Passing of Giants of the Human Spirit: Ten Days When Death Came Calling, Part Ten
June 8, 2016 by Herbert Daughtry
Remembering Afeni Shakur – Part G
Afeni fought many battles – some we know of, and others were unknown to us. Jamal Joseph, who was Afeni’s protégé, told the story of her fight for Patient’s Rights in the hospital. In fact, he said that she was one of the first to take up this fight.
She was a gallant, self-giving warrior. Alas, many of us didn’t give her the love and appreciation she so richly deserved, but she never stopped loving us! She never stopped struggling for us.
There was a time when she opened her soul to me and revealed all of the hurt, disappointment, and betrayals. Tears came to her eyes. She trembled with emotion. After the long conversation, she gathered herself, smiled, and ended on a positive note.
I remember it well. It was on a warm summer night in June when I arrived in her home in Atlanta, GA. When I first started the bi-weekly classes, I used to stay at the hotel. Afeni didn’t like the arrangement. The last time I visited her, she gave me a tour of entire house. She showed me the bedrooms and the other places I could sleep. Then, she looked at me and said, “Now, you don’t need a hotel.”
Then, she gave me a phone. “This is your line. This is your home,” she said. I smiled. I was deeply moved. I could only say, “Thank you,” and give her a big hug. She was very talkative – more so than usual. I recorded the experience in my book, “Dear 2Pac: Letters to a Son”:
“When we arrived at your mother’s house, I immediately observed two new additions:
A new black wrought iron table and chairs, with a canopy, and off in the distance, a bed of beautiful flowers.
“‘Aunt Faye is always doing something new around here,’ Bill said.
“I was glad when they told me your mother was home. I had been told she was going to North Carolina. I passed Tramaine who was seated at the kitchen table.

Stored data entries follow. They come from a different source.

//! Error type shared by the catalog crates
//!
//! Covers what can fail below the HTTP layer: opening and migrating the
//! database, reading configuration, and row lookups. The server maps these
//! onto status codes in its own `ApiError`.

use thiserror::Error;

pub type Result<T> = std::result::Result<T, Error>;

#[derive(Error, Debug)]
pub enum Error {
    #[error("Database error: {0}")]
    Database(#[from] sqlx::Error),

    /// Creating the database directory or reading a config file
    #[error("IO error: {0}")]
    Io(#[from] std::io::Error),

    /// Unreadable config file or out-of-range setting
    #[error("Configuration error: {0}")]
    Config(String),

    #[error("Not found: {0}")]
    NotFound(String),

    #[error("Invalid input: {0}")]
    InvalidInput(String),
}
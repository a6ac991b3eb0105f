//! Tests for database initialization
//!
//! - Database file is created on first run (including parent directories)
//! - Opening an existing database is idempotent
//! - Catalog tables, indexes and constraints exist

use catalog_common::db::init::{init_database, init_memory_database};
use catalog_common::db::migrations::{get_schema_version, CURRENT_SCHEMA_VERSION};
use sqlx::SqlitePool;

async fn table_names(pool: &SqlitePool) -> Vec<String> {
    sqlx::query_scalar("SELECT name FROM sqlite_master WHERE type = 'table' ORDER BY name")
        .fetch_all(pool)
        .await
        .unwrap()
}

#[tokio::test]
async fn test_database_creation_when_missing() {
    let dir = tempfile::tempdir().unwrap();
    let db_path = dir.path().join("nested").join("catalog.db");

    let result = init_database(&db_path).await;

    assert!(result.is_ok(), "Database initialization failed: {:?}", result.err());
    assert!(db_path.exists(), "Database file was not created");
}

#[tokio::test]
async fn test_database_opens_existing() {
    let dir = tempfile::tempdir().unwrap();
    let db_path = dir.path().join("catalog.db");

    let pool1 = init_database(&db_path).await.unwrap();
    sqlx::query("INSERT INTO categories (name) VALUES ('Garden')")
        .execute(&pool1)
        .await
        .unwrap();
    pool1.close().await;

    let pool2 = init_database(&db_path).await;
    assert!(pool2.is_ok(), "Failed to open existing database: {:?}", pool2.err());

    let count: i64 = sqlx::query_scalar("SELECT COUNT(*) FROM categories")
        .fetch_one(&pool2.unwrap())
        .await
        .unwrap();
    assert_eq!(count, 1, "Existing rows must survive a restart");
}

#[tokio::test]
async fn test_catalog_tables_created() {
    let pool = init_memory_database().await.unwrap();
    let tables = table_names(&pool).await;

    for expected in ["attributes", "categories", "product_attributes", "products", "schema_version"] {
        assert!(tables.iter().any(|t| t == expected), "missing table {}", expected);
    }

    assert_eq!(get_schema_version(&pool).await.unwrap(), CURRENT_SCHEMA_VERSION);
}

#[tokio::test]
async fn test_attribute_names_unique() {
    let pool = init_memory_database().await.unwrap();

    sqlx::query("INSERT INTO attributes (name) VALUES ('Size')")
        .execute(&pool)
        .await
        .unwrap();
    let duplicate = sqlx::query("INSERT INTO attributes (name) VALUES ('Size')")
        .execute(&pool)
        .await;

    assert!(duplicate.is_err());
}

#[tokio::test]
async fn test_one_assignment_per_attribute() {
    let pool = init_memory_database().await.unwrap();

    sqlx::query("INSERT INTO categories (id, name) VALUES (1, 'Clothing')")
        .execute(&pool)
        .await
        .unwrap();
    sqlx::query("INSERT INTO attributes (id, name) VALUES (1, 'Size')")
        .execute(&pool)
        .await
        .unwrap();
    sqlx::query("INSERT INTO products (id, name, price, category_id) VALUES (1, 'Shirt', 10.0, 1)")
        .execute(&pool)
        .await
        .unwrap();
    sqlx::query("INSERT INTO product_attributes (product_id, attribute_id, value) VALUES (1, 1, 'L')")
        .execute(&pool)
        .await
        .unwrap();

    let duplicate = sqlx::query(
        "INSERT INTO product_attributes (product_id, attribute_id, value) VALUES (1, 1, 'M')",
    )
    .execute(&pool)
    .await;

    assert!(duplicate.is_err());
}

#[tokio::test]
async fn test_product_requires_existing_category() {
    let pool = init_memory_database().await.unwrap();

    let orphan = sqlx::query("INSERT INTO products (name, price, category_id) VALUES ('Ghost', 1.0, 42)")
        .execute(&pool)
        .await;

    assert!(orphan.is_err(), "foreign keys must be enforced");
}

As I walked down the hall, I passed your pictures on the wall.
“Your mother was lying in bed reading when I walked in. The TV was playing. I went over to the bed. She raised up. I gave her a big hug. ‘Good to see you,’ I said. ‘Love ya,” she responded. ‘How was your flight and travel?’ ‘Great.’ ‘How you feeling?’ ‘Super, thank God.’
“I walked across the room to the doorway leading to the deck. I surveyed the hilly terrain. The green trees, the ruggedness, interspersed by flowers here and there, some planted, some growing wild, but nonetheless beautiful; the quietness, the chirping birds, the fragrance of Georgia pine, it was a picturesque scene before me.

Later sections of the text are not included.